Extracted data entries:
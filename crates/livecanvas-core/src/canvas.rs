//! Canvas document and state management.

use crate::input::{Modifiers, PointerEvent};
use crate::shapes::{Shape, ShapeAttribute, ShapeId};
use crate::tools::{ToolKind, ToolManager};
use kurbo::{Affine, Point, Vec2};
use std::collections::HashMap;

/// Hit-test tolerance in canvas units.
pub const HIT_TOLERANCE: f64 = 4.0;

/// Offset applied to pasted shapes so they do not cover the originals.
const PASTE_OFFSET: f64 = 10.0;

/// The local projection of the shared map: every shape keyed by id plus
/// their render order. It is rebuilt from storage whenever storage changes.
#[derive(Debug, Clone, Default)]
pub struct CanvasDocument {
    /// All shapes in the document, keyed by ID.
    pub shapes: HashMap<ShapeId, Shape>,
    /// Z-order of shapes (back to front).
    pub z_order: Vec<ShapeId>,
}

impl CanvasDocument {
    /// Create a new empty document.
    pub fn new() -> Self {
        Self::default()
    }

    /// Add a shape on top. Re-adding an existing id replaces it in place.
    pub fn add_shape(&mut self, shape: Shape) {
        let id = shape.id();
        if self.shapes.insert(id, shape).is_none() {
            self.z_order.push(id);
        }
    }

    /// Remove a shape from the document.
    pub fn remove_shape(&mut self, id: ShapeId) -> Option<Shape> {
        self.z_order.retain(|&shape_id| shape_id != id);
        self.shapes.remove(&id)
    }

    /// Clear all shapes from the document.
    pub fn clear(&mut self) {
        self.shapes.clear();
        self.z_order.clear();
    }

    /// Get a shape by ID.
    pub fn get_shape(&self, id: ShapeId) -> Option<&Shape> {
        self.shapes.get(&id)
    }

    /// Get a mutable reference to a shape by ID.
    pub fn get_shape_mut(&mut self, id: ShapeId) -> Option<&mut Shape> {
        self.shapes.get_mut(&id)
    }

    /// Get shapes in z-order (back to front).
    pub fn shapes_ordered(&self) -> impl Iterator<Item = &Shape> {
        self.z_order.iter().filter_map(|id| self.shapes.get(id))
    }

    /// Find shapes at a point, front to back.
    pub fn shapes_at_point(&self, point: Point, tolerance: f64) -> Vec<ShapeId> {
        self.z_order
            .iter()
            .rev()
            .filter_map(|&id| {
                self.shapes
                    .get(&id)
                    .filter(|s| s.hit_test(point, tolerance))
                    .map(|_| id)
            })
            .collect()
    }

    /// Check if the document is empty.
    pub fn is_empty(&self) -> bool {
        self.shapes.is_empty()
    }

    /// Get the number of shapes.
    pub fn len(&self) -> usize {
        self.shapes.len()
    }
}

/// A local change that must be written to the shared map.
#[derive(Debug, Clone, Copy, PartialEq, Eq)]
pub enum CanvasEdit {
    Upsert(ShapeId),
    Delete(ShapeId),
}

/// Runtime canvas state (not persisted).
#[derive(Debug, Clone, Default)]
pub struct Canvas {
    /// The document being edited.
    pub document: CanvasDocument,
    /// Tool manager.
    pub tool_manager: ToolManager,
    /// Currently selected shape IDs.
    pub selection: Vec<ShapeId>,
    /// Shapes copied with the copy action.
    clipboard: Vec<Shape>,
    /// Last pointer position while the select tool drags the selection.
    drag_anchor: Option<Point>,
    /// Where the comment tool was last released.
    pending_comment: Option<Point>,
}

impl Canvas {
    /// Create a new canvas with an empty document.
    pub fn new() -> Self {
        Self::default()
    }

    /// Select a shape (clears previous selection).
    pub fn select(&mut self, id: ShapeId) {
        self.selection.clear();
        self.selection.push(id);
    }

    pub fn add_to_selection(&mut self, id: ShapeId) {
        if !self.selection.contains(&id) {
            self.selection.push(id);
        }
    }

    pub fn clear_selection(&mut self) {
        self.selection.clear();
    }

    /// Select all shapes.
    pub fn select_all(&mut self) {
        self.selection = self.document.z_order.clone();
    }

    pub fn is_selected(&self, id: ShapeId) -> bool {
        self.selection.contains(&id)
    }

    /// Drop selected ids whose shapes no longer exist.
    pub fn retain_existing_selection(&mut self) {
        let shapes = &self.document.shapes;
        self.selection.retain(|id| shapes.contains_key(id));
    }

    /// Set the current tool.
    pub fn set_tool(&mut self, tool: ToolKind) {
        self.tool_manager.set_tool(tool);
        self.drag_anchor = None;
    }

    pub fn current_tool(&self) -> ToolKind {
        self.tool_manager.current_tool
    }

    /// Whether the select tool is dragging shapes.
    pub fn is_dragging(&self) -> bool {
        self.drag_anchor.is_some()
    }

    /// Take the anchor chosen with the comment tool, if any.
    pub fn take_pending_comment(&mut self) -> Option<Point> {
        self.pending_comment.take()
    }

    /// Route a pointer event to the current tool.
    pub fn handle_pointer(&mut self, event: &PointerEvent) -> Vec<CanvasEdit> {
        match *event {
            PointerEvent::Down { position, modifiers } => self.pointer_down(position, modifiers),
            PointerEvent::Move { position } => self.pointer_move(position),
            PointerEvent::Up { position } => self.pointer_up(position),
            PointerEvent::Leave => {
                self.cancel_interaction();
                Vec::new()
            }
        }
    }

    fn pointer_down(&mut self, point: Point, modifiers: Modifiers) -> Vec<CanvasEdit> {
        if self.current_tool() != ToolKind::Select {
            self.tool_manager.begin(point);
            return Vec::new();
        }

        match self.document.shapes_at_point(point, HIT_TOLERANCE).first() {
            Some(&id) => {
                if modifiers.shift {
                    self.add_to_selection(id);
                } else if !self.is_selected(id) {
                    self.select(id);
                }
                self.drag_anchor = Some(point);
            }
            None => {
                if !modifiers.shift {
                    self.clear_selection();
                }
            }
        }
        Vec::new()
    }

    fn pointer_move(&mut self, point: Point) -> Vec<CanvasEdit> {
        if let Some(anchor) = self.drag_anchor {
            let delta = point - anchor;
            self.drag_anchor = Some(point);
            return self.translate_selection(delta);
        }
        self.tool_manager.update(point);
        Vec::new()
    }

    fn pointer_up(&mut self, point: Point) -> Vec<CanvasEdit> {
        if self.drag_anchor.take().is_some() {
            return Vec::new();
        }
        if self.current_tool() == ToolKind::Comment {
            if self.tool_manager.is_active() {
                self.tool_manager.cancel();
                self.pending_comment = Some(point);
            }
            return Vec::new();
        }
        match self.tool_manager.end(point) {
            Some(shape) => {
                let id = shape.id();
                self.document.add_shape(shape);
                self.select(id);
                vec![CanvasEdit::Upsert(id)]
            }
            None => Vec::new(),
        }
    }

    /// Cancel drawing or dragging without creating anything.
    pub fn cancel_interaction(&mut self) {
        self.tool_manager.cancel();
        self.drag_anchor = None;
    }

    /// Move every selected shape by `delta`.
    pub fn translate_selection(&mut self, delta: Vec2) -> Vec<CanvasEdit> {
        if delta == Vec2::ZERO {
            return Vec::new();
        }
        let affine = Affine::translate(delta);
        let mut edits = Vec::new();
        for &id in &self.selection {
            if let Some(shape) = self.document.get_shape_mut(id) {
                shape.transform(affine);
                edits.push(CanvasEdit::Upsert(id));
            }
        }
        edits
    }

    /// Apply an attribute edit to every selected shape that supports it.
    pub fn apply_to_selection(&mut self, attribute: &ShapeAttribute) -> Vec<CanvasEdit> {
        let mut edits = Vec::new();
        for &id in &self.selection {
            if let Some(shape) = self.document.get_shape_mut(id) {
                if shape.apply_attribute(attribute) {
                    edits.push(CanvasEdit::Upsert(id));
                }
            }
        }
        edits
    }

    /// Replace the content of a text shape.
    pub fn set_text(&mut self, id: ShapeId, content: &str) -> Option<CanvasEdit> {
        match self.document.get_shape_mut(id) {
            Some(Shape::Text(text)) => {
                text.content = content.to_string();
                Some(CanvasEdit::Upsert(id))
            }
            _ => None,
        }
    }

    /// Delete selected shapes.
    pub fn delete_selected(&mut self) -> Vec<CanvasEdit> {
        let ids: Vec<ShapeId> = self.selection.drain(..).collect();
        ids.into_iter()
            .filter(|&id| self.document.remove_shape(id).is_some())
            .map(CanvasEdit::Delete)
            .collect()
    }

    /// Copy the selection to the local clipboard in z-order.
    pub fn copy_selection(&mut self) -> usize {
        self.clipboard = self
            .document
            .shapes_ordered()
            .filter(|s| self.selection.contains(&s.id()))
            .cloned()
            .collect();
        self.clipboard.len()
    }

    /// Paste clipboard shapes with fresh ids, offset from the originals.
    /// The pasted shapes become the selection.
    pub fn paste(&mut self) -> Vec<CanvasEdit> {
        let offset = Affine::translate((PASTE_OFFSET, PASTE_OFFSET));
        let mut pasted = Vec::with_capacity(self.clipboard.len());
        for shape in &mut self.clipboard {
            // Offset the clipboard too so repeated pastes cascade.
            shape.transform(offset);
            let mut copy = shape.clone();
            copy.regenerate_id();
            pasted.push(copy);
        }

        self.selection.clear();
        let mut edits = Vec::with_capacity(pasted.len());
        for shape in pasted {
            let id = shape.id();
            self.document.add_shape(shape);
            self.selection.push(id);
            edits.push(CanvasEdit::Upsert(id));
        }
        edits
    }
}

▶ [Task brief]: Working from the entries above, find every line in which the word "PointerEvent" occurs and copy it.

▶ [Answer section]:
use crate::input::{Modifiers, PointerEvent};
    pub fn handle_pointer(&mut self, event: &PointerEvent) -> Vec<CanvasEdit> {
            PointerEvent::Down { position, modifiers } => self.pointer_down(position, modifiers),
            PointerEvent::Move { position } => self.pointer_move(position),
            PointerEvent::Up { position } => self.pointer_up(position),
            PointerEvent::Leave => {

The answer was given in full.